Vraiment bien : je suis arrivé avec un vague projet, et j’ai pu recevoir de nombreuses informations et de la documentation. En plus, certains membres de l’équipe appréciant les jeux de société, j’ai aussi eu droit à des testeuses enthousiastes.
Bref, une expérience formidable.

Les mécaniques sont vraiment thématiques, ce qui donne un ressenti de jeu extrêmement fort. Mais comment s’y prend-t-on pour équilibrer un tel jeu ?

Beaucoup, beaucoup, beaucoup (voire plus) d’huile de coude. J’ai cumulé des tests en solo, des tests en multijoueurs, des tableaux de statistiques, et des heures de fin dosage mixant ressenti en partie et calculs divers. Petit à petit, j’ai appris à sentir quels petits leviers pouvaient me permettre de passer un rôle de « aucune chance de gagner » à « jouable ».
En fait, si j’avais imaginé ce qui m’attendait en me lançant dans ce projet, je ne suis pas sûr que je me serai lancé dedans !
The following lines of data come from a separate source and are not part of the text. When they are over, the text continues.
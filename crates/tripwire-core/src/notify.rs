//! Best-effort status fan-out.
//!
//! Every handler reports progress through a [`NotificationSink`]: a live,
//! ordered set of observers, each an `mpsc` sender the server side drains
//! into its own transport (WebSocket connections, test probes). Broadcast is
//! best-effort with no retention — an observer that is not registered at
//! broadcast time never sees the message, and an observer whose channel has
//! closed is dropped from the set mid-broadcast while delivery continues to
//! the rest.

use std::sync::atomic::{AtomicU64, Ordering};
use std::sync::Arc;

use parking_lot::Mutex;
use tokio::sync::mpsc;

/// Opaque handle identifying one registered observer.
#[derive(Debug, Clone, Copy, PartialEq, Eq)]
pub struct ObserverId(u64);

struct Observer {
    id: ObserverId,
    tx: mpsc::Sender<String>,
}

/// Cheaply-cloneable broadcast sink; clones share the observer set.
#[derive(Clone)]
pub struct NotificationSink {
    inner: Arc<SinkInner>,
}

struct SinkInner {
    observers: Mutex<Vec<Observer>>,
    next_id: AtomicU64,
}

impl NotificationSink {
    pub fn new() -> Self {
        Self {
            inner: Arc::new(SinkInner {
                observers: Mutex::new(Vec::new()),
                next_id: AtomicU64::new(0),
            }),
        }
    }

    /// Append an observer to the live set.
    pub fn register(&self, tx: mpsc::Sender<String>) -> ObserverId {
        let id = ObserverId(self.inner.next_id.fetch_add(1, Ordering::Relaxed));
        self.inner.observers.lock().push(Observer { id, tx });
        id
    }

    /// Remove an observer. Returns `true` if it was still registered.
    pub fn unregister(&self, id: ObserverId) -> bool {
        let mut observers = self.inner.observers.lock();
        let before = observers.len();
        observers.retain(|o| o.id != id);
        observers.len() < before
    }

    /// Deliver `message` to every currently registered observer, in
    /// registration order.
    ///
    /// Never fails as a whole: an observer whose channel is closed is
    /// removed from the set and delivery continues to the rest. The message
    /// is also emitted on the process log.
    pub async fn broadcast(&self, message: impl Into<String>) {
        let message = message.into();
        tracing::info!("{message}");

        // Snapshot under the lock, deliver outside it: sends may suspend.
        let observers: Vec<(ObserverId, mpsc::Sender<String>)> = self
            .inner
            .observers
            .lock()
            .iter()
            .map(|o| (o.id, o.tx.clone()))
            .collect();

        let mut closed = Vec::new();
        for (id, tx) in observers {
            if tx.send(message.clone()).await.is_err() {
                closed.push(id);
            }
        }

        if !closed.is_empty() {
            let mut observers = self.inner.observers.lock();
            observers.retain(|o| !closed.contains(&o.id));
            tracing::debug!(dropped = closed.len(), "removed closed observers");
        }
    }

    /// Number of currently registered observers.
    pub fn observer_count(&self) -> usize {
        self.inner.observers.lock().len()
    }
}

impl Default for NotificationSink {
    fn default() -> Self {
        Self::new()
    }
}
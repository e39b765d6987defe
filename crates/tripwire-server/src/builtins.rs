//! Built-in function implementations.
//!
//! Registered at startup so a fresh deployment has something runnable to
//! bind triggers to. One async and one blocking implementation, exercising
//! both execution paths of the core.

use std::time::{SystemTime, UNIX_EPOCH};

use serde_json::json;
use tripwire_core::{FunctionRegistry, Namespace};

pub fn register_builtins(registry: &FunctionRegistry) {
    registry.register_async(
        Namespace::Function,
        "heartbeat",
        "async builtin: reports process liveness with a unix timestamp",
        || async {
            let now = SystemTime::now()
                .duration_since(UNIX_EPOCH)
                .map(|d| d.as_secs())
                .unwrap_or_default();
            Ok(json!({"status": "alive", "checked_at": now}))
        },
    );

    registry.register_blocking(
        Namespace::Function,
        "usage_rollup",
        "blocking builtin: placeholder rollup run on the worker pool",
        || {
            // Stands in for CPU-bound report generation.
            let total: u64 = (1..=1000).sum();
            Ok(json!({"status": "ok", "rows_rolled_up": total}))
        },
    );
}
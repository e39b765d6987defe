//! Warehouse version source.
//!
//! Speaks the SQL-statements REST API of a Databricks-style warehouse to
//! answer one question: the latest version of a table, read from
//! `DESCRIBE HISTORY <table> LIMIT 1`. Credentials come from the
//! environment; a missing variable disables table triggers at startup
//! rather than failing the process.

use async_trait::async_trait;
use serde_json::{json, Value};
use thiserror::Error;
use tripwire_core::{QueryError, VersionSource};

const STATEMENT_WAIT_TIMEOUT: &str = "30s";

/// Environment-derived connection settings.
#[derive(Debug, Clone)]
pub struct WarehouseConfig {
    /// Workspace base URL, e.g. `https://acme.cloud.databricks.com`.
    pub host: String,
    /// Bearer token.
    pub token: String,
    /// SQL warehouse to run statements on.
    pub warehouse_id: String,
}

#[derive(Debug, Error)]
pub enum WarehouseConfigError {
    #[error("missing environment variable {var}")]
    MissingEnv { var: &'static str },
}

fn env_var(var: &'static str) -> Result<String, WarehouseConfigError> {
    std::env::var(var).map_err(|_| WarehouseConfigError::MissingEnv { var })
}

impl WarehouseConfig {
    /// Read `DATABRICKS_HOST`, `DATABRICKS_TOKEN`, and
    /// `DATABRICKS_WAREHOUSE_ID`.
    pub fn from_env() -> Result<Self, WarehouseConfigError> {
        Ok(Self {
            host: env_var("DATABRICKS_HOST")?,
            token: env_var("DATABRICKS_TOKEN")?,
            warehouse_id: env_var("DATABRICKS_WAREHOUSE_ID")?,
        })
    }
}

/// SQL-statements API client implementing [`VersionSource`].
pub struct SqlWarehouse {
    http: reqwest::Client,
    config: WarehouseConfig,
}

impl SqlWarehouse {
    pub fn new(config: WarehouseConfig) -> Self {
        Self {
            http: reqwest::Client::new(),
            config,
        }
    }

    /// Execute one SQL statement synchronously (API-side wait) and return
    /// the raw response document.
    async fn execute(&self, statement: &str) -> Result<Value, QueryError> {
        let url = format!(
            "{}/api/2.0/sql/statements",
            self.config.host.trim_end_matches('/')
        );
        let body = json!({
            "statement": statement,
            "warehouse_id": self.config.warehouse_id,
            "wait_timeout": STATEMENT_WAIT_TIMEOUT,
        });

        let response = self
            .http
            .post(&url)
            .bearer_auth(&self.config.token)
            .json(&body)
            .send()
            .await
            .map_err(|e| QueryError::Query {
                message: format!("statement request failed: {e}"),
            })?
            .error_for_status()
            .map_err(|e| QueryError::Query {
                message: format!("statement rejected: {e}"),
            })?;

        response.json().await.map_err(|e| QueryError::Query {
            message: format!("malformed statement response: {e}"),
        })
    }
}

/// Pull the `version` column of the first history row out of a statement
/// response document.
fn parse_latest_version(response: &Value, table: &str) -> Result<i64, QueryError> {
    let state = response
        .pointer("/status/state")
        .and_then(|v| v.as_str())
        .unwrap_or("UNKNOWN");
    if state != "SUCCEEDED" {
        return Err(QueryError::Query {
            message: format!("statement finished in state {state}"),
        });
    }

    let columns = response
        .pointer("/manifest/schema/columns")
        .and_then(|v| v.as_array())
        .ok_or_else(|| QueryError::Query {
            message: "statement response missing result schema".into(),
        })?;
    let version_idx = columns
        .iter()
        .position(|c| c.get("name").and_then(|n| n.as_str()) == Some("version"))
        .ok_or_else(|| QueryError::Query {
            message: "history result has no 'version' column".into(),
        })?;

    let first_row = response
        .pointer("/result/data_array")
        .and_then(|v| v.as_array())
        .and_then(|rows| rows.first())
        .and_then(|row| row.as_array())
        .ok_or_else(|| QueryError::NoHistory {
            table: table.to_string(),
        })?;

    let cell = first_row.get(version_idx).ok_or_else(|| QueryError::Query {
        message: "history row shorter than its schema".into(),
    })?;
    // The statements API returns cells as strings.
    match cell {
        Value::String(s) => s.parse::<i64>().map_err(|_| QueryError::Query {
            message: format!("unparseable table version: {s}"),
        }),
        Value::Number(n) => n.as_i64().ok_or_else(|| QueryError::Query {
            message: format!("unparseable table version: {n}"),
        }),
        other => Err(QueryError::Query {
            message: format!("unexpected version cell: {other}"),
        }),
    }
}

#[async_trait]
impl VersionSource for SqlWarehouse {
    async fn latest_version(&self, table: &str) -> Result<i64, QueryError> {
        let statement = format!("DESCRIBE HISTORY {table} LIMIT 1");
        let response = self.execute(&statement).await?;
        parse_latest_version(&response, table)
    }
}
D’où est venue l’idée de Mère Nature ?

Un éditeur belgo-toulousain (merci Nicholas) m’a suggéré de renforcer l’asymétrie Sapiens/Neandertal avec un troisième humain. J’ai aimé l’idée, mais historiquement ça ne marche pas : il n’y avait que deux espèces humaines en Europe en ce temps-là.
Du coup, cette idée du troisième rôle a pas mal trotté en arrière-plan dans mon cerveau. Et une nuit, j’ai eu le flash : les animaux en ont marre de se faire chasser et se défendent. Mère Nature était née.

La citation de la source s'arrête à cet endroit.